My driver asked me if I was ready? I gave him a big toothy grin, and a thumbs up. As he started the car the engine's roar sent a tremble through my whole body. He eased on the gas, and we were off.

As soon as we left pit road and entered Turn One, he mashed the gas. I could feel the g-forces pushing me back in the seat. We then raced down the backstretch and into Turns Three and Four.

Right before he came across the start finish line he yelled to me, "Would you like to go faster?"

"Hell yeah!"

He mashed the gas a little harder and dove the car to the bottom of the race track, and played with the throttle a little, along with the brake, heading into Turns One and Two.

As he exited Turn Two, he mashed the gas again. He kept the car up against the wall and then as we entered Turn Three he darted towards the bottom of the race track again.

As we came out of Turn Four he shouted to me, "Who's your driver!?"

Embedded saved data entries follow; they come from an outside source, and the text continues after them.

//! Model-driven feature implementation engine.
//!
//! Thin CLI trigger around the [`forge::workflow::Workflow`] engine: create a
//! run from a feature request, drive it to a terminal status, and print the
//! resulting artifacts.

use std::path::PathBuf;
use std::sync::Arc;
use std::time::Duration;

use anyhow::{Context, Result};
use clap::{Parser, Subcommand};

use forge::config::{ProviderKind, Settings, load_settings};
use forge::core::state::FeatureRequest;
use forge::llm::deepseek::DeepseekProvider;
use forge::llm::moonshot::MoonshotProvider;
use forge::llm::provider::ModelProvider;
use forge::llm::{ModelRouter, TierModels};
use forge::workflow::{CancelFlag, Workflow};

#[derive(Parser)]
#[command(
    name = "forge",
    version,
    about = "Model-driven feature implementation engine"
)]
struct Cli {
    /// Path to the settings file (missing file uses defaults).
    #[arg(long, default_value = "forge.toml", global = true)]
    config: PathBuf,

    #[command(subcommand)]
    command: Command,
}

#[derive(Subcommand)]
enum Command {
    /// Run the full workflow for one feature request.
    Run {
        /// Path to the target repository.
        #[arg(long)]
        repo: PathBuf,
        /// Natural-language feature request.
        #[arg(long)]
        request: String,
        /// Branch the changes are based on.
        #[arg(long, default_value = "main")]
        base_branch: String,
    },
    /// Probe each configured provider.
    Health,
    /// List the model identifiers of each configured provider.
    Models,
}

#[tokio::main]
async fn main() {
    forge::logging::init();
    if let Err(err) = run().await {
        eprintln!("{err:#}");
        std::process::exit(1);
    }
}

async fn run() -> Result<()> {
    let cli = Cli::parse();
    let settings = load_settings(&cli.config)
        .with_context(|| format!("load settings {}", cli.config.display()))?;
    match cli.command {
        Command::Run {
            repo,
            request,
            base_branch,
        } => cmd_run(&settings, repo, request, base_branch).await,
        Command::Health => cmd_health(&settings).await,
        Command::Models => cmd_models(&settings),
    }
}

async fn cmd_run(
    settings: &Settings,
    repo: PathBuf,
    request: String,
    base_branch: String,
) -> Result<()> {
    let router = build_router(settings)?;
    let workflow = Workflow::new(router, settings, &repo);

    let cancel = CancelFlag::new();
    let signal_cancel = cancel.clone();
    tokio::spawn(async move {
        if tokio::signal::ctrl_c().await.is_ok() {
            signal_cancel.cancel();
        }
    });

    let state = workflow
        .run(
            FeatureRequest {
                description: request,
                repo_path: repo,
                base_branch,
                model_profile: "default".to_string(),
            },
            &cancel,
        )
        .await;

    match state.summary_markdown() {
        Some(summary) => println!("{summary}"),
        None => println!("run {} finished with status {:?}", state.run_id, state.status),
    }
    if !state.errors.is_empty() {
        eprintln!("\nrecorded errors:");
        for error in &state.errors {
            eprintln!("- [{:?}] {}", error.kind, error.message);
        }
    }
    Ok(())
}

async fn cmd_health(settings: &Settings) -> Result<()> {
    let router = build_router(settings)?;
    for provider in router.providers() {
        let healthy = provider.health_check().await;
        println!("{}: {}", provider.name(), if healthy { "ok" } else { "unreachable" });
    }
    Ok(())
}

fn cmd_models(settings: &Settings) -> Result<()> {
    let router = build_router(settings)?;
    for provider in router.providers() {
        println!("{}: {}", provider.name(), provider.available_models().join(", "));
    }
    Ok(())
}

fn build_provider(settings: &Settings, kind: ProviderKind) -> Result<Arc<dyn ModelProvider>> {
    let timeout = Duration::from_secs(settings.llm.request_timeout_secs);
    let provider: Arc<dyn ModelProvider> = match kind {
        ProviderKind::Deepseek => {
            Arc::new(DeepseekProvider::from_env(&settings.providers.deepseek, timeout)?)
        }
        ProviderKind::Moonshot => {
            Arc::new(MoonshotProvider::from_env(&settings.providers.moonshot, timeout)?)
        }
    };
    Ok(provider)
}

fn build_router(settings: &Settings) -> Result<Arc<ModelRouter>> {
    let primary = build_provider(settings, settings.providers.primary)?;
    let fallback = build_provider(settings, settings.providers.fallback)?;

    let routes = [
        (
            "deepseek".to_string(),
            TierModels {
                fast: settings.providers.deepseek.chat_model.clone(),
                reasoning: settings.providers.deepseek.reasoner_model.clone(),
            },
        ),
        (
            "moonshot".to_string(),
            TierModels {
                fast: settings.providers.moonshot.model.clone(),
                reasoning: settings.providers.moonshot.model.clone(),
            },
        ),
    ]
    .into_iter()
    .collect();

    Ok(Arc::new(ModelRouter::new(primary, Some(fallback), routes)))
}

"Dale Jr.," I shouted back.

"Well here goes a Dale Jr. move for you," he said as he entered Turn One for the last time.

This time he didn't dive to the bottom, but instead kept the car up against the wall and rim rode it all the way through Turn Two.

As we raced down the backstretch for the last time, I started to think at how gifted these guys are to be able to do this, and not even flinch or think twice, but act as if they've been doing it since they were born.

Again he was right up against the wall all through Turns Three and Four, and as he came across the start finish line.

Whew! I had to catch my breath!!

As we made a cool down lap around the track the driver turned and looked at me and just smiled, and said, "Are your pants still dry?"

I looked at him gave him a little chuckle and gave him the thumbs up.

As we pulled into pit-road I tried to imagine what it must look like on a race day where the crew members are racing over the wall trying to be the fastest pit crew, and get their driver out first.

As I got out of the car—with the assistance from a track official—I noticed how much my hand was shaking.

As I walked towards my step dad, who was getting ready to cross the pit wall and get into Jeff Gordon's Monte Carlo, he looked at me, looked at my hand, and then doubled over in laughter over the pit wall. I even laughed a little bit too.

My hand continued shaking for the next 10 minutes!

After everybody finished their two laps around the speedway, we entered the shuttle again. We then would travel to a shop out of the speedway that carried about three or four cup cars that weren't being driven at the time.

I remember two of them.

One of them was Dale Jr's DEI Chevy and the other was Kyle Busch's Chevy.

We took some pictures, then left the shop and headed towards the gift shop in case anybody wanted to purchase any souvenirs.

As we left the track everybody was talking about their experiences in the car. Again, I sat quiet, but not because of the dream I still thought I was in, but to keep the memories of how the car smelled and felt going around this 1.5-mile track.

One thing I gained from Las Vegas Motor Speedway was memories. But one thing I left at the track was a piece of my heart.

Las Vegas Motor Speedway will always have a place in my heart that no other track can take. Not because I rode in a NASCAR, but because it was the ride of my life.